At 24, he is eight years younger than me (he didn't get a joke I made about hanging Chads and the 2000 election and I realized that he was twelve and I was a senior in college.), but I did the math and
half my age plus seven is 23 so I am technically not trying to rob the cradle
and even if I were, I have a feeling he would be a willing accomplice. After
weeks of trying not to get caught staring and figuring out a way to start a
conversation, he walked into my store in the mall (I have a second job now) and
because my guard was down for a moment I may have squealed and given him a hug.
I had never had a conversation with him before that and I definitely broke the
ice...in the most embarrassing way possible. He didn't seem to mind, we made
small talk, I helped him with what he needed and he left. We have been flirting
ever since.
As you well know, I have no luck with guys. For some reason I am
“just friends” material and no matter how much I think (or everyone else around
me feels) a guy might like me, it never works so I know that I shouldn’t get my
hopes up.
But it is so hard not to when he always wants to be next to me and
sits real close and flashes that thousand watt smile in my direction. It also
doesn’t help that our flirting is super conspicuous and all the teens in the
show are starting to talk.
High school doesn’t end. No matter how old you are.
It was just the other day that I got asked by a freshman if Brad
and I were dating and it was the day after that was asked by a senior if were
“an item.” All of the teens are very curious and they have started watching our
every move and they are waiting for something.
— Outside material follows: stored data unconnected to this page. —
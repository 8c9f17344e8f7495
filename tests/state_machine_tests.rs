use rpunchclock::core::ledger::Ledger;
use rpunchclock::core::state_machine::next_action;
use rpunchclock::models::origin::Origin;
use rpunchclock::models::punch::PunchRecord;
use rpunchclock::models::punch_kind::{Category, PunchKind};
use rpunchclock::store::memory::MemoryStore;

mod common;
use common::local;

fn record(id: i64, kind: PunchKind) -> PunchRecord {
    PunchRecord::new(id, local(2025, 9, 3, 9, 0, 0), kind, Origin::Manual)
}

#[test]
fn test_empty_ledger_expects_entry() {
    let next = next_action(&[]);
    assert_eq!(next.kind, PunchKind::Entry);
    assert_eq!(next.category, Category::Entry);
}

#[test]
fn test_next_action_cycles_through_the_four_kinds() {
    let mut store = MemoryStore::new();
    let mut ledger = Ledger::new();
    let start = local(2025, 9, 3, 8, 0, 0);

    for i in 0..12 {
        let expected = PunchKind::CYCLE[i % 4];
        assert_eq!(ledger.next_action().kind, expected, "step {}", i);

        let at = start + chrono::Duration::minutes(i as i64);
        let punch = ledger.record(&mut store, at, Origin::Manual);
        assert_eq!(punch.record.kind, expected);
    }
}

#[test]
fn test_exit_restarts_the_cycle() {
    let records = vec![
        record(1, PunchKind::Entry),
        record(2, PunchKind::BreakStart),
        record(3, PunchKind::BreakEnd),
        record(4, PunchKind::Exit),
    ];
    assert_eq!(next_action(&records).kind, PunchKind::Entry);
}

#[test]
fn test_categories() {
    assert_eq!(PunchKind::Entry.category(), Category::Entry);
    assert_eq!(PunchKind::BreakStart.category(), Category::Pause);
    assert_eq!(PunchKind::BreakEnd.category(), Category::Pause);
    assert_eq!(PunchKind::Exit.category(), Category::Exit);

    let next = next_action(&[record(1, PunchKind::Entry)]);
    assert_eq!(next.kind, PunchKind::BreakStart);
    assert_eq!(next.category, Category::Pause);
}

#[test]
fn test_out_of_order_history_still_yields_a_well_defined_next_kind() {
    // two entries in a row: only the last kind matters
    let records = vec![record(1, PunchKind::Entry), record(2, PunchKind::BreakEnd)];
    assert_eq!(next_action(&records).kind, PunchKind::Exit);

    let records = vec![record(1, PunchKind::BreakStart)];
    assert_eq!(next_action(&records).kind, PunchKind::BreakEnd);
}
What for exactly, I am not sure.
All I know is that when I am backstage, I have several pairs of adolescent eyes
on me and it would be a little unnerving if it weren’t so funny. Two of the
youth I serve are in the musical and I think one of them has a crush on him
too.
To answer your question, yes. It is a bit awkward completing with
one of my teens for a guys attention. That really should be a red alert, but I
am totally ignoring it and pushing through.
Anyway, Brad found out that we are considered a super couple by
all of the adolescent cast members. It was then that he jokingly asked, “How
excited are you?” and I was all “I was about to ask you the same thing. I know
that I am always a part of something awesome, you’re just along for the ride.”
We both laughed and continued our conversation and I acted like the answer I
kept inside doesn’t go something like this:
“Excited? Hells yeah, I’m excited! I always wanted to be a part of
a super couple! What do you think our name will be? How about Bainie? Or Lad?
Wait! I got it: Mac Braddy! We’ll go with Mac Braddy! What do you think?”
Please don’t try to commit me, I promise I won’t say any of that
out loud.
OK, I am fully aware that what Brad and I have is not exactly a
showmance, but I know that he is just as excited to see me as I am to see him
every night so I know this can’t be one sided.
I also know that this will have to end soon and I am totally
debating about making a move (I know, I know, but screw the rules!) before next
weekend. Trixie (new friend!) wondered
if I was worried that I would ruin my friendship with him. My answer: Nope. We
really don’t have a relationship outside of our backstage (and sometimes
Facebook) flirting and that will most likely be over closing night if he doesn’t
like me anyway. So no, I am not worried and I think I will take the risk!
…or not.
What do you think?
I just don’t know what to do. I don’t understand boys now and I
didn’t understand them when I was Brad’s age so good luck to me.
Help!
You're adorable!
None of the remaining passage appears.